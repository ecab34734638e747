//! Geometric primitives for layout analysis.
//!
//! This module provides the axis-aligned rectangle used by every layout stage.
//! Rectangles are stored by their edges so that edge equality (used to detect
//! collinear bars) is exact and never goes through width arithmetic.

use serde::{Deserialize, Serialize};

use crate::error::{Error, Result};

/// An axis-aligned rectangle in page space.
///
/// Y grows downwards: `y0` is the top edge, `y1` the bottom edge.
#[derive(Debug, Clone, Copy, PartialEq, Serialize, Deserialize)]
pub struct Rect {
    /// Left edge
    pub x0: f32,
    /// Top edge
    pub y0: f32,
    /// Right edge
    pub x1: f32,
    /// Bottom edge
    pub y1: f32,
}

impl Rect {
    /// Create a rectangle from its edges.
    ///
    /// No validation is performed; use [`Rect::try_new`] at input boundaries.
    ///
    /// # Examples
    ///
    /// ```
    /// use page_oxide::geometry::Rect;
    ///
    /// let rect = Rect::new(0.0, 0.0, 100.0, 50.0);
    /// assert_eq!(rect.width(), 100.0);
    /// assert_eq!(rect.height(), 50.0);
    /// ```
    pub fn new(x0: f32, y0: f32, x1: f32, y1: f32) -> Self {
        Self { x0, y0, x1, y1 }
    }

    /// Create a rectangle, rejecting inverted or non-finite edges.
    ///
    /// # Examples
    ///
    /// ```
    /// use page_oxide::geometry::Rect;
    ///
    /// assert!(Rect::try_new(0.0, 0.0, 10.0, 10.0).is_ok());
    /// assert!(Rect::try_new(10.0, 0.0, 0.0, 10.0).is_err());
    /// ```
    pub fn try_new(x0: f32, y0: f32, x1: f32, y1: f32) -> Result<Self> {
        let rect = Self::new(x0, y0, x1, y1);
        rect.validate("rectangle")?;
        Ok(rect)
    }

    /// Create the smallest rectangle enclosing two arbitrary corner points.
    pub fn from_corners(ax: f32, ay: f32, bx: f32, by: f32) -> Self {
        Self::new(ax.min(bx), ay.min(by), ax.max(bx), ay.max(by))
    }

    /// Whether the edges are finite and ordered.
    pub fn is_valid(&self) -> bool {
        [self.x0, self.y0, self.x1, self.y1].iter().all(|v| v.is_finite())
            && self.x0 <= self.x1
            && self.y0 <= self.y1
    }

    /// Fail with [`Error::InvalidGeometry`] unless [`Rect::is_valid`] holds.
    pub fn validate(&self, context: &str) -> Result<()> {
        if self.is_valid() {
            Ok(())
        } else {
            Err(Error::InvalidGeometry {
                context: context.to_string(),
                rect: *self,
            })
        }
    }

    /// Get the left edge x-coordinate.
    pub fn left(&self) -> f32 {
        self.x0
    }

    /// Get the right edge x-coordinate.
    pub fn right(&self) -> f32 {
        self.x1
    }

    /// Get the top edge y-coordinate.
    pub fn top(&self) -> f32 {
        self.y0
    }

    /// Get the bottom edge y-coordinate.
    pub fn bottom(&self) -> f32 {
        self.y1
    }

    /// Horizontal extent.
    pub fn width(&self) -> f32 {
        self.x1 - self.x0
    }

    /// Vertical extent.
    pub fn height(&self) -> f32 {
        self.y1 - self.y0
    }

    /// Compute the area of the rectangle.
    ///
    /// # Examples
    ///
    /// ```
    /// use page_oxide::geometry::Rect;
    ///
    /// let rect = Rect::new(0.0, 0.0, 100.0, 50.0);
    /// assert_eq!(rect.area(), 5000.0);
    /// ```
    pub fn area(&self) -> f32 {
        self.width() * self.height()
    }

    /// Wider than tall.
    pub fn is_horizontal(&self) -> bool {
        self.width() > self.height()
    }

    /// Taller than wide.
    pub fn is_vertical(&self) -> bool {
        self.height() > self.width()
    }

    /// Closed overlap of the X ranges (shared edges count).
    pub fn overlaps_horizontally(&self, other: &Rect) -> bool {
        self.x0 <= other.x1 && self.x1 >= other.x0
    }

    /// Closed overlap of the Y ranges (shared edges count).
    pub fn overlaps_vertically(&self, other: &Rect) -> bool {
        self.y0 <= other.y1 && self.y1 >= other.y0
    }

    /// Check if this rectangle touches or overlaps another.
    ///
    /// Both axes use closed intervals, so rectangles sharing only an edge or a
    /// corner intersect.
    ///
    /// # Examples
    ///
    /// ```
    /// use page_oxide::geometry::Rect;
    ///
    /// let r1 = Rect::new(0.0, 0.0, 100.0, 100.0);
    /// let r2 = Rect::new(100.0, 50.0, 150.0, 60.0);
    /// let r3 = Rect::new(200.0, 200.0, 300.0, 300.0);
    ///
    /// assert!(r1.intersects(&r2));
    /// assert!(!r1.intersects(&r3));
    /// ```
    pub fn intersects(&self, other: &Rect) -> bool {
        self.overlaps_horizontally(other) && self.overlaps_vertically(other)
    }

    /// Open overlap: the two rectangles share interior area.
    pub fn overlaps_interior(&self, other: &Rect) -> bool {
        self.x0 < other.x1 && self.x1 > other.x0 && self.y0 < other.y1 && self.y1 > other.y0
    }

    /// Closed geometric containment of `other` inside `self`.
    pub fn encloses(&self, other: &Rect) -> bool {
        self.x0 <= other.x0 && self.x1 >= other.x1 && self.y0 <= other.y0 && self.y1 >= other.y1
    }

    /// Compute the union of this rectangle with another.
    ///
    /// Returns the smallest rectangle that contains both rectangles.
    ///
    /// # Examples
    ///
    /// ```
    /// use page_oxide::geometry::Rect;
    ///
    /// let r1 = Rect::new(0.0, 0.0, 50.0, 50.0);
    /// let r2 = Rect::new(25.0, 25.0, 75.0, 75.0);
    /// let union = r1.union(&r2);
    ///
    /// assert_eq!(union, Rect::new(0.0, 0.0, 75.0, 75.0));
    /// ```
    pub fn union(&self, other: &Rect) -> Rect {
        Rect::new(
            self.x0.min(other.x0),
            self.y0.min(other.y0),
            self.x1.max(other.x1),
            self.y1.max(other.y1),
        )
    }

    /// Grow the rectangle by `amount` above and below.
    pub fn expand_vertically(&self, amount: f32) -> Rect {
        Rect::new(self.x0, self.y0 - amount, self.x1, self.y1 + amount)
    }

    /// Bounding union of a sequence of rectangles, `None` when empty.
    pub fn bounding<'a>(rects: impl IntoIterator<Item = &'a Rect>) -> Option<Rect> {
        rects.into_iter().fold(None, |acc, r| match acc {
            None => Some(*r),
            Some(b) => Some(b.union(r)),
        })
    }
}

----------

• [Aim of the task]:
Copy each line of the records that contains the word "rects".

• [Answer below]:
    pub fn bounding<'a>(rects: impl IntoIterator<Item = &'a Rect>) -> Option<Rect> {
        rects.into_iter().fold(None, |acc, r| match acc {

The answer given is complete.